By: Ken Discenza, Esq.

I detest the pointless drivel I read from modern writers. It seems all they can do is rely on tried and true clichés. If I read one more piece of writing filled with the same old clichés, I will scream.

Originality is all in a day’s work for a skilled writer. Unfortunately, skilled writing has gone the way of the dodo bird. Today’s writer has the attention span of a gnat; and, therefore, I don’t believe that I am going out on a limb when I say that modern writers cannot hold a candle to the ingenuity of writers gone by. People have forgotten that patience is a virtue. A writer who cannot come up with creative phraseology should just try, try again.

Reading the same old similes is like watching paint dry. Analogies should be like a snowflake where no two are the same. The over-used descriptions make me red in the face with anger and leave my blood-boiling. Even the characters are so derivative they are nothing more than copy cats.
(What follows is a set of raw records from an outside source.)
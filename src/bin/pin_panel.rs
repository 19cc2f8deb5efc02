//! pin_panel - operator control panel
//!
//! Reads keypad input from stdin (`0`-`9`, `*` delete, `#` confirm, or the
//! words `del` / `ok`), drives the control state machine and hosts the
//! dispatch worker that talks to the remote alarm backend.
//!
//! `quit`, end of input or Ctrl-C disarm the system and stop the worker.

use anyhow::Result;
use clap::Parser;
use std::io::BufRead;
use std::sync::{mpsc, Arc};

use watchpost::{
    command_queue, store, ui, ControlPanel, DispatchWorker, Key, RemoteAlarmClient, SecretSet,
    WatchpostConfig,
};

#[derive(Parser, Debug)]
#[command(author, version, about = "Watchpost PIN control panel")]
struct Args {
    /// UI mode for stderr progress (auto|plain|pretty)
    #[arg(long, default_value = "auto")]
    ui: String,
}

enum Input {
    Line(String),
    Quit,
}

fn main() -> Result<()> {
    env_logger::Builder::from_env(env_logger::Env::default().default_filter_or("info")).init();
    let args = Args::parse();
    let ui = ui::Ui::from_flag(&args.ui);

    let config = {
        let _stage = ui.stage("Load configuration");
        WatchpostConfig::load()?
    };
    let secrets = {
        let _stage = ui.stage("Load secrets");
        SecretSet::from_settings(&config.secrets)?
    };
    let shared = {
        let _stage = ui.stage("Connect to store");
        store::connect(&config.store)?
    };
    let client = RemoteAlarmClient::from_config(&config, Arc::clone(&shared))?;

    let (commands, queue) = command_queue();
    let worker = DispatchWorker::new(
        queue,
        Arc::clone(&shared),
        Box::new(client),
        config.timing.worker_cadence,
    )
    .spawn()?;

    let indicator = Arc::new(ui::TerminalIndicator::new(&ui));
    let panel = ControlPanel::new(&config, secrets, shared, commands, indicator);

    let (tx, rx) = mpsc::channel();
    let quit_tx = tx.clone();
    ctrlc::set_handler(move || {
        let _ = quit_tx.send(Input::Quit);
    })
    .expect("error setting Ctrl-C handler");
    std::thread::spawn(move || {
        let stdin = std::io::stdin();
        for line in stdin.lock().lines() {
            match line {
                Ok(line) => {
                    if tx.send(Input::Line(line)).is_err() {
                        return;
                    }
                }
                Err(e) => {
                    log::warn!("stdin read failed: {}", e);
                    break;
                }
            }
        }
        let _ = tx.send(Input::Quit);
    });

    log::info!("pin_panel running. keys: 0-9, * delete, # confirm, quit");
    while let Ok(Input::Line(line)) = rx.recv() {
        if line.trim().eq_ignore_ascii_case("quit") {
            break;
        }
        match Key::parse_line(&line) {
            Ok(keys) => {
                for key in keys {
                    // Confirm resolves on its own thread; the input loop does not wait.
                    let _ = panel.press(key);
                }
            }
            Err(e) => log::warn!("ignored input: {}", e),
        }
    }

    log::info!("shutting down, disarming alarm system");
    panel.shutdown();
    worker.stop()?;
    log::info!("pin_panel stopped");
    Ok(())
}
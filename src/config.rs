use crate::error::FaultError;
use crate::injection::operand::EligibilityFilter;
use crate::injection::{DetachPolicy, Granularity, SessionConfig, Variant};
use crate::persistence::FileNames;
use clap::Parser;
use serde::Deserialize;
use std::path::PathBuf;

/// Configuration structure that can be loaded from JSON
#[derive(Debug, Clone, Deserialize)]
pub struct Config {
    #[serde(default = "Config::default_variant")]
    pub variant: Variant,
    #[serde(default)]
    pub granularity: Granularity,
    #[serde(default)]
    pub detach: DetachPolicy,
    #[serde(default)]
    pub filter: EligibilityFilter,
    #[serde(default)]
    pub files: FileNames,
    #[serde(default = "Config::default_workdir")]
    pub workdir: PathBuf,
    #[serde(default = "Config::default_entropy")]
    pub entropy: PathBuf,
    #[serde(default)]
    pub seed: Option<u64>,
    #[serde(default = "Config::default_max_threads")]
    pub max_threads: usize,
    #[serde(default)]
    pub rank: Option<u32>,
    #[serde(default = "Config::default_rank_env")]
    pub rank_env: String,
    #[serde(default)]
    pub victim: Option<PathBuf>,
}

impl Default for Config {
    fn default() -> Self {
        Self {
            variant: Self::default_variant(),
            granularity: Granularity::default(),
            detach: DetachPolicy::default(),
            filter: EligibilityFilter::default(),
            files: FileNames::default(),
            workdir: Self::default_workdir(),
            entropy: Self::default_entropy(),
            seed: None,
            max_threads: Self::default_max_threads(),
            rank: None,
            rank_env: Self::default_rank_env(),
            victim: None,
        }
    }
}

impl Config {
    // Keep defaults in sync with CLI defaults
    fn default_variant() -> Variant {
        Variant::Serial
    }

    fn default_workdir() -> PathBuf {
        PathBuf::from(".")
    }

    fn default_entropy() -> PathBuf {
        PathBuf::from("/dev/urandom")
    }

    fn default_max_threads() -> usize {
        256
    }

    fn default_rank_env() -> String {
        "OMPI_COMM_WORLD_RANK".to_string()
    }

    /// Load configuration from JSON5 file
    pub fn from_file(path: &PathBuf) -> Result<Self, String> {
        let content = std::fs::read_to_string(path)
            .map_err(|e| format!("Failed to read config file: {}", e))?;

        json5::from_str(&content).map_err(|e| format!("Failed to parse JSON5 config: {}", e))
    }

    /// Create Config from command line arguments
    pub fn from_args(args: &Args) -> Self {
        let mut config = Self::default();
        config.override_with_args(args);
        config
    }

    /// Override config values with command line arguments
    pub fn override_with_args(&mut self, args: &Args) {
        // Enumerations and paths only when given on the command line
        if let Some(variant) = args.variant {
            self.variant = variant;
        }
        if let Some(granularity) = args.granularity {
            self.granularity = granularity;
        }
        if let Some(detach) = args.detach {
            self.detach = detach;
        }
        if let Some(workdir) = &args.workdir {
            self.workdir = workdir.clone();
        }
        if args.victim.is_some() {
            self.victim = args.victim.clone();
        }
        if args.seed.is_some() {
            self.seed = args.seed;
        }
        if args.rank.is_some() {
            self.rank = args.rank;
        }
        if let Some(max_threads) = args.max_threads {
            self.max_threads = max_threads;
        }

        // Only override boolean flags if they're true (explicitly set by user)
        if args.src_regs {
            self.filter.src_regs = true;
        }
        if args.dst_mem {
            self.filter.dst_mem = true;
        }
        if args.no_dst_regs {
            self.filter.dst_regs = false;
        }
        if args.catalogue && self.files.catalogue.is_none() {
            self.files.catalogue = Some("fi-catalogue.txt".to_string());
        }
        if args.categories && self.files.categories.is_none() {
            self.files.categories = Some("fi-categories.txt".to_string());
        }
    }

    /// Rank of this process: the configured one, else the rank environment variable.
    ///
    /// # Returns
    ///
    /// * `Result<Option<u32>, FaultError>` - `None` for variants without ranks.
    pub fn resolve_rank(&self) -> Result<Option<u32>, FaultError> {
        if !self.variant.has_rank_scope() {
            return Ok(None);
        }
        if let Some(rank) = self.rank {
            return Ok(Some(rank));
        }
        let value = std::env::var(&self.rank_env).map_err(|_| {
            FaultError::Config(format!(
                "variant {} needs a rank, {} is not set",
                self.variant, self.rank_env
            ))
        })?;
        value.trim().parse().map(Some).map_err(|_| {
            FaultError::Config(format!("{}={} is not a rank", self.rank_env, value))
        })
    }

    /// Session parameters. The rank is left to the caller.
    pub fn session_config(&self) -> SessionConfig {
        SessionConfig {
            variant: self.variant,
            granularity: self.granularity,
            detach: self.detach,
            filter: self.filter,
            max_threads: self.max_threads,
            rank: None,
            seed: self.seed,
            entropy: self.entropy.clone(),
        }
    }
}

/// Command-line arguments structure for the fault injector.
///
/// Two uses: running a victim under a fault injection session (`--victim`),
/// or planning a campaign from a profiling record (`--plan`).
///
/// # Fields
///
/// * `config` - Load configuration from JSON5 file.
/// * `victim` - Victim program description to execute.
/// * `workdir` - Directory holding the session files.
/// * `variant` - Concurrency model of the victim.
/// * `granularity` - Counting granularity.
/// * `detach` - Instrumentation policy after the injection.
/// * `src_regs` - Source registers are fault targets.
/// * `dst_mem` - Memory destinations are fault targets.
/// * `no_dst_regs` - Destination registers are not fault targets.
/// * `seed` - Fixed generator seed instead of the entropy source.
/// * `catalogue` - Write the instruction catalogue.
/// * `categories` - Write the instruction category summary.
/// * `max_threads` - Capacity of the per-thread counters.
/// * `rank` - Rank for planned targets.
/// * `plan` - Number of targets to generate.
/// * `profile` - Profiling record the targets are drawn from.
/// * `outdir` - Directory receiving one sub-directory per trial.
/// * `target_threads` - Threads the planned targets are restricted to.
#[derive(Parser, Debug)]
#[command(author, version, about, long_about = None)]
pub struct Args {
    /// Load configuration from JSON5 file
    #[arg(short = 'c', long)]
    pub config: Option<PathBuf>,

    /// Victim program description (JSON5)
    #[arg(short, long)]
    pub victim: Option<PathBuf>,

    /// Directory holding target, injection and profiling files
    #[arg(short, long)]
    pub workdir: Option<PathBuf>,

    /// Concurrency model of the victim
    #[arg(long, value_enum)]
    pub variant: Option<Variant>,

    /// Counting granularity
    #[arg(short, long, value_enum)]
    pub granularity: Option<Granularity>,

    /// Instrumentation after the injection: off, soft or hard (unsafe for register faults)
    #[arg(short, long, value_enum)]
    pub detach: Option<DetachPolicy>,

    /// Include source registers in the fault targets
    #[arg(long, default_value_t = false)]
    pub src_regs: bool,

    /// Include memory destinations in the fault targets (experimental)
    #[arg(long, default_value_t = false)]
    pub dst_mem: bool,

    /// Exclude destination registers from the fault targets
    #[arg(long, default_value_t = false)]
    pub no_dst_regs: bool,

    /// Fixed seed for the random generator, replaces the entropy source
    #[arg(short, long)]
    pub seed: Option<u64>,

    /// Write the catalogue of instrumented instructions
    #[arg(long, default_value_t = false)]
    pub catalogue: bool,

    /// Write the mnemonics of instrumented instructions per category
    #[arg(long, default_value_t = false)]
    pub categories: bool,

    /// Capacity of the per-thread counters
    #[arg(long)]
    pub max_threads: Option<usize>,

    /// Rank written into planned targets
    #[arg(short, long)]
    pub rank: Option<u32>,

    /// Generate this many target files instead of running a victim
    #[arg(long, requires_all = ["profile", "outdir"])]
    pub plan: Option<usize>,

    /// Profiling record the planned targets are drawn from
    #[arg(long)]
    pub profile: Option<PathBuf>,

    /// Output directory of the plan, one sub-directory per trial
    #[arg(short, long)]
    pub outdir: Option<PathBuf>,

    /// Restrict planned targets to these threads
    ///   --target-threads 0 3
    #[arg(long, num_args = 1.., verbatim_doc_comment)]
    pub target_threads: Vec<usize>,
}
Additionally, writers today are literally drowning in hyperbole. I read a book the other day in which I swear the writer must have been so hopped up on caffeine that he was flying to the moon as he wrote. It was the most unbelievable thing ever! Every single word of the book was written as if it was the most extreme occurrence in the history of the world.

I am ready to jump off a bridge from all of the over-exaggeration I read. I read probably a million books in a single year, so I am definitely the most qualified person ever to evaluate the worth of a writer. Don’t authors understand that subtlety in writing is as impactful as all the world’s missiles launched simultaneously at the very center of the largest ever volcano erupting during a 10.0 earthquake while the earth is being struck by a Jupiter sized asteroid?

I miss the days of the classic writers who could drive home a point without feeling the need to make the most dramatic and magnified embellishment as if the reader is as stupid as a lobotomized toddler jellyfish that has been trapped in a box at the bottom of deepest part of the ocean. The level of histrionics makes me want to rip off my own arm and beat myself over the head until I am lulled into an unconscious coma!

Finally, I am exceedingly chagrinned at the vexingly ubiquitous propensity of contemporary scriveners who persistently aver on composing in the furthermost extravagant flair conceivable. What has become of the unpretentious and venerable elementariness that was once the emblem of laudable recountal?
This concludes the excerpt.